Problem statement -
For the entries that follow, give the number of lines holding the string "ResultSink" and nothing more.

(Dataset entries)

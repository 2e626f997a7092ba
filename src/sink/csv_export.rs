/// Delimited copies of result tables.
///
/// The disturbance job writes its results next to the database publish so a
/// run can be checked by hand, and the manual loader reads the same shape
/// back. Null measures are empty fields.

use crate::error::SinkError;
use crate::model::DisturbanceResult;
use crate::schema::TableData;
use std::path::Path;

/// Writes a header of column names followed by every row.
pub fn write_csv(table: &TableData, path: &Path) -> Result<usize, SinkError> {
    let mut writer = csv::Writer::from_path(path)?;
    writer.write_record(table.columns.iter().map(|c| c.name))?;
    for row in &table.rows {
        writer.write_record(row.iter().map(|cell| cell.to_field()))?;
    }
    writer.flush()?;
    Ok(table.rows.len())
}

/// Reads a headed file with the `Disturb_Results` columns. Extra columns,
/// such as a leading row-index column, are ignored.
pub fn read_disturbance_csv(path: &Path) -> Result<Vec<DisturbanceResult>, SinkError> {
    let mut reader = csv::Reader::from_path(path)?;
    let rows = reader.deserialize().collect::<Result<Vec<DisturbanceResult>, csv::Error>>()?;
    Ok(rows)
}

#[cfg(test)]
mod tests {
    use super::*;
    use std::io::Write;

    #[test]
    fn test_write_csv_with_null_rate() {
        let dir = tempfile::tempdir().unwrap();
        let path = dir.path().join("disturbance.csv");
        let rows = vec![
            DisturbanceResult {
                group_name: "A".to_string(),
                survey_area: "X".to_string(),
                year: 2021,
                disturbs_per_day: Some(1.5),
            },
            DisturbanceResult {
                group_name: "A".to_string(),
                survey_area: "Y".to_string(),
                year: 2021,
                disturbs_per_day: None,
            },
        ];

        let written = write_csv(&TableData::from_rows(&rows), &path).unwrap();
        assert_eq!(written, 2);
        let text = std::fs::read_to_string(&path).unwrap();
        assert_eq!(
            text,
            "group_name,survey_area,year,disturbs_per_day\nA,X,2021,1.5\nA,Y,2021,\n"
        );
    }

    #[test]
    fn test_read_file_with_index_column() {
        let mut file = tempfile::NamedTempFile::new().unwrap();
        writeln!(file, ",group_name,survey_area,year,disturbs_per_day").unwrap();
        writeln!(file, "0,mcas,shell_beach,2019,0.42").unwrap();
        writeln!(file, "1,mcas,pigeon_point,2019,").unwrap();

        let rows = read_disturbance_csv(file.path()).unwrap();
        assert_eq!(rows.len(), 2);
        assert_eq!(rows[0].survey_area, "shell_beach");
        assert_eq!(rows[0].disturbs_per_day, Some(0.42));
        assert_eq!(rows[1].disturbs_per_day, None);
    }

    #[test]
    fn test_missing_column_is_an_error() {
        let mut file = tempfile::NamedTempFile::new().unwrap();
        writeln!(file, "group_name,year").unwrap();
        writeln!(file, "mcas,2019").unwrap();
        assert!(matches!(read_disturbance_csv(file.path()), Err(SinkError::Csv(_))));
    }
}
/// PostgreSQL result tables
///
/// Each publish drops and recreates the table from its static schema and
/// inserts every row, all inside one transaction: the website sees either
/// the previous table or the complete new one.

use crate::error::SinkError;
use crate::schema::{CellValue, Column, ColumnType, TableData};
use crate::sink::ResultSink;
use postgres::types::ToSql;
use postgres::{Client, NoTls};

pub struct PostgresSink {
    client: Client,
}

impl PostgresSink {
    pub fn connect(database_url: &str) -> Result<Self, SinkError> {
        let client = Client::connect(database_url, NoTls)?;
        Ok(PostgresSink { client })
    }
}

impl ResultSink for PostgresSink {
    fn replace_table(&mut self, table: &TableData) -> Result<usize, SinkError> {
        table.validate()?;

        let mut tx = self.client.transaction()?;
        tx.batch_execute(&format!(
            "DROP TABLE IF EXISTS {};\n{};",
            quote_ident(&table.name),
            create_table_sql(table)
        ))?;

        if !table.rows.is_empty() {
            let statement = tx.prepare(&insert_sql(table))?;
            for row in &table.rows {
                let params: Vec<Box<dyn ToSql + Sync>> = row
                    .iter()
                    .zip(table.columns)
                    .map(|(cell, column)| cell_param(cell, column))
                    .collect();
                let refs: Vec<&(dyn ToSql + Sync)> = params.iter().map(|p| p.as_ref()).collect();
                tx.execute(&statement, &refs)?;
            }
        }

        tx.commit()?;
        Ok(table.rows.len())
    }
}

// ---------------------------------------------------------------------------
// SQL generation
// ---------------------------------------------------------------------------

/// Table names are mixed-case ("Disturb_Results"), so every identifier is
/// quoted.
pub fn quote_ident(name: &str) -> String {
    format!("\"{}\"", name.replace('"', "\"\""))
}

pub fn create_table_sql(table: &TableData) -> String {
    let columns: Vec<String> = table
        .columns
        .iter()
        .map(|c| {
            let null = if c.nullable { "" } else { " NOT NULL" };
            format!("{} {}{}", quote_ident(c.name), c.kind.sql_type(), null)
        })
        .collect();
    format!("CREATE TABLE {} ({})", quote_ident(&table.name), columns.join(", "))
}

pub fn insert_sql(table: &TableData) -> String {
    let names: Vec<String> = table.columns.iter().map(|c| quote_ident(c.name)).collect();
    let placeholders: Vec<String> = (1..=table.columns.len()).map(|i| format!("${}", i)).collect();
    format!(
        "INSERT INTO {} ({}) VALUES ({})",
        quote_ident(&table.name),
        names.join(", "),
        placeholders.join(", ")
    )
}

/// Typed parameter for a validated cell. Nulls are typed by their column so
/// the prepared statement accepts them.
fn cell_param(cell: &CellValue, column: &Column) -> Box<dyn ToSql + Sync> {
    match column.kind {
        ColumnType::Text => Box::new(match cell {
            CellValue::Text(s) => Some(s.clone()),
            _ => None,
        }),
        ColumnType::Integer => Box::new(match cell {
            CellValue::Integer(i) => Some(*i),
            _ => None,
        }),
        ColumnType::Double => Box::new(match cell {
            CellValue::Double(d) => Some(*d),
            _ => None,
        }),
    }
}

Result of this task -
2